__Task description__. Only a number is expected in reply: the number of lines below that include the word "ActionContext".

__Entries supplied__.
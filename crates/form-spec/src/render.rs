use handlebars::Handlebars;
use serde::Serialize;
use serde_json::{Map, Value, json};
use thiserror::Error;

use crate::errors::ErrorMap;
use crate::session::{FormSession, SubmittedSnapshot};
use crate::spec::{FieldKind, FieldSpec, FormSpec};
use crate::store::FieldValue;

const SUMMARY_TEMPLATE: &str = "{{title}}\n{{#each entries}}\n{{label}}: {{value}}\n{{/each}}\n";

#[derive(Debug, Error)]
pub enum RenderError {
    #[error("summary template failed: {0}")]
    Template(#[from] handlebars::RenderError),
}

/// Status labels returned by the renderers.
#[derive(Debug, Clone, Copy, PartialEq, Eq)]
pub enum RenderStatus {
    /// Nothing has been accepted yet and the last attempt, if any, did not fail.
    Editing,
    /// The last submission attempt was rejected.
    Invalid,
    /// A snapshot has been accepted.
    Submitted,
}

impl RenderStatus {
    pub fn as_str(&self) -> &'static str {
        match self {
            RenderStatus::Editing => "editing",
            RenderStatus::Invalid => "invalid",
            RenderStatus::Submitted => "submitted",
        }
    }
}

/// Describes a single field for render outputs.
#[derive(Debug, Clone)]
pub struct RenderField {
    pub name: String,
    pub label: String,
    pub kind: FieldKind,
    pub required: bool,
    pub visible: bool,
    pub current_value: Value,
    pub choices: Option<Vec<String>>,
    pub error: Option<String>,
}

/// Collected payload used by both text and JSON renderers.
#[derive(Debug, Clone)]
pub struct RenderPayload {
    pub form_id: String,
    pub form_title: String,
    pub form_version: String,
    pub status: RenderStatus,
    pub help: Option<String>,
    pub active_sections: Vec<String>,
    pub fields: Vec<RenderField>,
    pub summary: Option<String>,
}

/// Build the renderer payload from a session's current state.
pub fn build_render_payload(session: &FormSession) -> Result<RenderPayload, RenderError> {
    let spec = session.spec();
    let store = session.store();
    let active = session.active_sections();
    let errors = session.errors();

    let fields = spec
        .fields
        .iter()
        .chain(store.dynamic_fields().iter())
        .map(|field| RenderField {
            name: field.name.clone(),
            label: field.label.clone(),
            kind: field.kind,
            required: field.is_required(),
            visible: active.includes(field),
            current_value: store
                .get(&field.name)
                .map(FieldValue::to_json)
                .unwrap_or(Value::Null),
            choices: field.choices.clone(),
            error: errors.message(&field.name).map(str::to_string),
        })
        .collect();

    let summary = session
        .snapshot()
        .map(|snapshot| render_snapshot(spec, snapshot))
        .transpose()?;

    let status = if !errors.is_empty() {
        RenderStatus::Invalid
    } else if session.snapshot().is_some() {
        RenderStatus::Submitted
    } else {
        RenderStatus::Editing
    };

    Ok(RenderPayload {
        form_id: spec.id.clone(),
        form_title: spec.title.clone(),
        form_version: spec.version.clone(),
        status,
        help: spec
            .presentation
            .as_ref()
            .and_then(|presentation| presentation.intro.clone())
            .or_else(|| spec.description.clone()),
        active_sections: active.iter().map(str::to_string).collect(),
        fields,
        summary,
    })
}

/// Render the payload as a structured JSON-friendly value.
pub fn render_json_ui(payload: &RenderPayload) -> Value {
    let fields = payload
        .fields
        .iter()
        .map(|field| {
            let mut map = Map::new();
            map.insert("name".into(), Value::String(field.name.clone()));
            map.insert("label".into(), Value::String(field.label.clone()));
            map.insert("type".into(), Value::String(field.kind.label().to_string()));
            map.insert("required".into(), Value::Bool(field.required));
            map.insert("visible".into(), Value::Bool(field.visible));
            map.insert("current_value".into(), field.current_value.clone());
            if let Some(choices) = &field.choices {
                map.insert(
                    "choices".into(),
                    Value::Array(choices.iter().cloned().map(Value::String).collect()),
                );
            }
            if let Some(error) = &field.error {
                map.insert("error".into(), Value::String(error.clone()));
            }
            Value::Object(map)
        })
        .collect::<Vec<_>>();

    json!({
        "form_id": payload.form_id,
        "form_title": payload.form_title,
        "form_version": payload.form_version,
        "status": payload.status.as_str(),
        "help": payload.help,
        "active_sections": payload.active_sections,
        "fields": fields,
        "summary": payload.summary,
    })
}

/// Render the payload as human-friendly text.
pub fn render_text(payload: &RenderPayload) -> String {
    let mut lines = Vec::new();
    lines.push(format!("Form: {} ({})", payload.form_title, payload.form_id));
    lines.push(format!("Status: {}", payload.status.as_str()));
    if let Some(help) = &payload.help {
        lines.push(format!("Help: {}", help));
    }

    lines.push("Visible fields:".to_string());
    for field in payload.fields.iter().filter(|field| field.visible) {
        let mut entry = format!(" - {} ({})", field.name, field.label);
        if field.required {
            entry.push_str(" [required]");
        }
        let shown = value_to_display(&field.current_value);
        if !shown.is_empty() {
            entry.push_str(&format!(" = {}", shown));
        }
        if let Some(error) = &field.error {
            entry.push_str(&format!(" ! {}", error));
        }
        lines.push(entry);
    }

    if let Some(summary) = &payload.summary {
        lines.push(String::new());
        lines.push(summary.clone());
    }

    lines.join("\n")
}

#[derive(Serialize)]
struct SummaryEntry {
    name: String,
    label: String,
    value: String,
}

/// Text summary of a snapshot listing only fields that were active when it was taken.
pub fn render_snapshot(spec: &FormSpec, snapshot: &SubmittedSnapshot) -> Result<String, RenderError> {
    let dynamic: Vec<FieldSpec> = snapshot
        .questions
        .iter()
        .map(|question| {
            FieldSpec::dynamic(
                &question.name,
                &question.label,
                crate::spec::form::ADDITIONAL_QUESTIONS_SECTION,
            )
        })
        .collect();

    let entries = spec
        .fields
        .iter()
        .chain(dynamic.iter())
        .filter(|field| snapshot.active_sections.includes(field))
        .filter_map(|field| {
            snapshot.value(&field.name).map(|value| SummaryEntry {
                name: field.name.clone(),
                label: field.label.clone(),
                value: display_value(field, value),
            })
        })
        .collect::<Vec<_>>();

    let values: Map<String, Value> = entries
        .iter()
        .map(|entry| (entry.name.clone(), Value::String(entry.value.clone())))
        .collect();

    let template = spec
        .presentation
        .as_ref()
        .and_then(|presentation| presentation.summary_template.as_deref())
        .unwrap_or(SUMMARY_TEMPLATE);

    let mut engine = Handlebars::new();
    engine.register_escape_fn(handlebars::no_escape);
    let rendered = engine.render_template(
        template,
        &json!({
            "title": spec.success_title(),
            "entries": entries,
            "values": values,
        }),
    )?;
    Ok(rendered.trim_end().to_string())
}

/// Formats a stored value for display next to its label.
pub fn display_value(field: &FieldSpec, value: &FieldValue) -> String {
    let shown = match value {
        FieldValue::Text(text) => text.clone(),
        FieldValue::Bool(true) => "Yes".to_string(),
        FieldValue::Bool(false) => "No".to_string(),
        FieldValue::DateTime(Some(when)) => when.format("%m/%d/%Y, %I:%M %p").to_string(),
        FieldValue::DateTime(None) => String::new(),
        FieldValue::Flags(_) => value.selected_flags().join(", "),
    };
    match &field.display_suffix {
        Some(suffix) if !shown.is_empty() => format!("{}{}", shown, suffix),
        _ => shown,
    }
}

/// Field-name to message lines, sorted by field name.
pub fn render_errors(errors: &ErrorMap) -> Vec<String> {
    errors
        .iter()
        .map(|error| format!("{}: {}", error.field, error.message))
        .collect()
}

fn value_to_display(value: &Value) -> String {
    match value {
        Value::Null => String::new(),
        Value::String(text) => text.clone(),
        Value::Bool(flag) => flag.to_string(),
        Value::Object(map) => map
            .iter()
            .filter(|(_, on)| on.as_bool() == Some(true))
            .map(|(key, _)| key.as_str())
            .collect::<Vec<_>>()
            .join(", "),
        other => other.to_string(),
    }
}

...

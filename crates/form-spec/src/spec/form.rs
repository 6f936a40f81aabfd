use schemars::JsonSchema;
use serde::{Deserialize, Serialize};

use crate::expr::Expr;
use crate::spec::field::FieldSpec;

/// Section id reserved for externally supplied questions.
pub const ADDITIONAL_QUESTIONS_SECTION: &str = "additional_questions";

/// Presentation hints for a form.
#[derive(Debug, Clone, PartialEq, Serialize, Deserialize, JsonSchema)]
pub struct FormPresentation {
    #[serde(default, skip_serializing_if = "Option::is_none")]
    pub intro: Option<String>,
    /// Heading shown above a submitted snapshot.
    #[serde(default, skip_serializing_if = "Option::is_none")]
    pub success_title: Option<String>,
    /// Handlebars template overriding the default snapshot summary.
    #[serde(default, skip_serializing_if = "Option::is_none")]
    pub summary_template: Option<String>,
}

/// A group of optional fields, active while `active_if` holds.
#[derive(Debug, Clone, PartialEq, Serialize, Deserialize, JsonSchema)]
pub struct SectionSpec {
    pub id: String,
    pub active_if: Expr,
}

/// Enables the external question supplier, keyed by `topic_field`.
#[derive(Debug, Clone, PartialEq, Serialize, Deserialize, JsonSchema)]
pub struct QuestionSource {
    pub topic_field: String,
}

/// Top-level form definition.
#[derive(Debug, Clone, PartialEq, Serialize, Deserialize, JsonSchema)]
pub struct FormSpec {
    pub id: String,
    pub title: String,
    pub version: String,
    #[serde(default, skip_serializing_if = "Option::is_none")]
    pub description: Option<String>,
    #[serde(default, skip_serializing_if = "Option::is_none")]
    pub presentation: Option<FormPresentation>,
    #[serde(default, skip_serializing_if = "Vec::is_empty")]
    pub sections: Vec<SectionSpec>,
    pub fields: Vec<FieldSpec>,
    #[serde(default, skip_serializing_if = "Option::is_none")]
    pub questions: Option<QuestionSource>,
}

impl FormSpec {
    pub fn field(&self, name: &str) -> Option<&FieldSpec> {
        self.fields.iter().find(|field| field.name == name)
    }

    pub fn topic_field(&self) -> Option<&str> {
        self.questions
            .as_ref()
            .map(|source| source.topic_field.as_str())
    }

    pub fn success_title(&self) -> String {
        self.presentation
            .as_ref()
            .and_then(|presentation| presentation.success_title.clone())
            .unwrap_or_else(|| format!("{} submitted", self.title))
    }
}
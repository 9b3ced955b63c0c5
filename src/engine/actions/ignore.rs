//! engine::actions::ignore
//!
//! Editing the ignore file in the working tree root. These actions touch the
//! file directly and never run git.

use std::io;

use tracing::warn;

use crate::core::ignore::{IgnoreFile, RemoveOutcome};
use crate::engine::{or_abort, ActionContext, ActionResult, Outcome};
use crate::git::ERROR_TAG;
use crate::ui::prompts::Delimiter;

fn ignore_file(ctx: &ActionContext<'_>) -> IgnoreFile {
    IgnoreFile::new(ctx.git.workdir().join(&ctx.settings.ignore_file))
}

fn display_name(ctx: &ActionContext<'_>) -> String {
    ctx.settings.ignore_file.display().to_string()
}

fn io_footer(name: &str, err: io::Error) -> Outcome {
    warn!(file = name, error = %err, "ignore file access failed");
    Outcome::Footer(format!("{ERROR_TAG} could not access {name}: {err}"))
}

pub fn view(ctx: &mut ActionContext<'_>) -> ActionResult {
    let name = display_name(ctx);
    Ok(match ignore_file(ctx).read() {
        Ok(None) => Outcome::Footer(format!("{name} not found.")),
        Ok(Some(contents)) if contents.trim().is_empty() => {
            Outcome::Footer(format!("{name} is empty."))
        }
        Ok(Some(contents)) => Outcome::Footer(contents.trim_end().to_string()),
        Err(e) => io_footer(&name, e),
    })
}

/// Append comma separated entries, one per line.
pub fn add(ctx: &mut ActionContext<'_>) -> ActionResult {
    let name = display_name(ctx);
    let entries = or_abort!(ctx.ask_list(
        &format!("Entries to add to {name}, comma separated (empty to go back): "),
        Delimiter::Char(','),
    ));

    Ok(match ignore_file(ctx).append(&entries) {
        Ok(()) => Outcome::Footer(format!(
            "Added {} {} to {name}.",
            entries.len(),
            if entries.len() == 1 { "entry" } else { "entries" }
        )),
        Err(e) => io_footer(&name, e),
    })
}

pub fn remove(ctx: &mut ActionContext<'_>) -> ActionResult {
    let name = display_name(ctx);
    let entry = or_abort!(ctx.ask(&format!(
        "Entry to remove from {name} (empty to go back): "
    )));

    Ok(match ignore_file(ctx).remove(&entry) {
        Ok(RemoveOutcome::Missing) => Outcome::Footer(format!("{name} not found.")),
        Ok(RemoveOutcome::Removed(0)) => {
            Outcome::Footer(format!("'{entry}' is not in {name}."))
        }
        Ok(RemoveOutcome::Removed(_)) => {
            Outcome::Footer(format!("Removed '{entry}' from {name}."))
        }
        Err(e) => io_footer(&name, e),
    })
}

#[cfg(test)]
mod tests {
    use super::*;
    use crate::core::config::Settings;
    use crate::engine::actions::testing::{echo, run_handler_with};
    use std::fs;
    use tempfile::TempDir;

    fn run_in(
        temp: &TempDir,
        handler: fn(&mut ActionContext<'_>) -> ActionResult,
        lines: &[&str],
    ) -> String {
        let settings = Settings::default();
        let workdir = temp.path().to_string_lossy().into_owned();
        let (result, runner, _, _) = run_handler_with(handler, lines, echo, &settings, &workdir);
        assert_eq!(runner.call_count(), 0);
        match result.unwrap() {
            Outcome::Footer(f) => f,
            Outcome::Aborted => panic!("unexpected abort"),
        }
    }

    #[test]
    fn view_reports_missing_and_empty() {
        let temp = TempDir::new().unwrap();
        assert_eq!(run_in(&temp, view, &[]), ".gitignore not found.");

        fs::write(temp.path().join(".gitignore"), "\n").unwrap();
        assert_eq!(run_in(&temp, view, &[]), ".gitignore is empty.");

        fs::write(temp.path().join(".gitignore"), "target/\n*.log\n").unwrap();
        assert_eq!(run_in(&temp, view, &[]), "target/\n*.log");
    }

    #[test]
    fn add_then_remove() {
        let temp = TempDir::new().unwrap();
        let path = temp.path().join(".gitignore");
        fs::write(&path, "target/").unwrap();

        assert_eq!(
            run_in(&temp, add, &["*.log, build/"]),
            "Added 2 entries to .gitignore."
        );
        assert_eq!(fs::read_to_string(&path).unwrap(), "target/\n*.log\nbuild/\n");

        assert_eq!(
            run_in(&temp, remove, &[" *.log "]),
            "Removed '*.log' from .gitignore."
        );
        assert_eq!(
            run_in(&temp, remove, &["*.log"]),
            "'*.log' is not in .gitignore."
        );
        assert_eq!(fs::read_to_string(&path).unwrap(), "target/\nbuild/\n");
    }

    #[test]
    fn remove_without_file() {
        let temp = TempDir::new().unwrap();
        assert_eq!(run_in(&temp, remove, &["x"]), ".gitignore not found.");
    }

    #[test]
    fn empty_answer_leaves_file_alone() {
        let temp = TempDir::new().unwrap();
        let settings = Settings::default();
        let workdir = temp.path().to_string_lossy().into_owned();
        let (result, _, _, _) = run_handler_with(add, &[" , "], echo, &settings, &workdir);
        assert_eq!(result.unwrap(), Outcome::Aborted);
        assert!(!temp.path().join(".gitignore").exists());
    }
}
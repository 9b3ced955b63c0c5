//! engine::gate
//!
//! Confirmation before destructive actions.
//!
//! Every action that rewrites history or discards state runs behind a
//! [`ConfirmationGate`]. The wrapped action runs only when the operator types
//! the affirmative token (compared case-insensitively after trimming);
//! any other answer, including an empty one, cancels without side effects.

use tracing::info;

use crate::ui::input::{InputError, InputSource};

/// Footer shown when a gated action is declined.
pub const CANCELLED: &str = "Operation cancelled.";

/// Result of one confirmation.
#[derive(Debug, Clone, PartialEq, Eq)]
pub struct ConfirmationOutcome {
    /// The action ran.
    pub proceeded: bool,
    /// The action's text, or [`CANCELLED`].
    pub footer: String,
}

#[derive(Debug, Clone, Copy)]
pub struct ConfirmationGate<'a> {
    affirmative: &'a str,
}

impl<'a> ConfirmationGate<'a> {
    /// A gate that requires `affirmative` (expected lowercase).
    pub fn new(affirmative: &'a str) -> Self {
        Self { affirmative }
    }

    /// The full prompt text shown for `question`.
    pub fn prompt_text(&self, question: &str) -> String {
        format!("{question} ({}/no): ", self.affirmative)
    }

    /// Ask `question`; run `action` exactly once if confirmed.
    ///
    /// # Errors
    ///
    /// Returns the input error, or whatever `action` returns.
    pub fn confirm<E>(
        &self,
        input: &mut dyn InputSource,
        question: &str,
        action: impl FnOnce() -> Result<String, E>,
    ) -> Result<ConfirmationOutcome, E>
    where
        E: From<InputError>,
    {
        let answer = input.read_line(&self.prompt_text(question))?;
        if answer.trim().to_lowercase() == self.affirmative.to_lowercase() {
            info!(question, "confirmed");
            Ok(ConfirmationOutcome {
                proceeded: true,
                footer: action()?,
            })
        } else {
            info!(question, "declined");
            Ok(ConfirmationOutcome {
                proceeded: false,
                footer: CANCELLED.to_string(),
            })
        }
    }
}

__Response to the task__. 7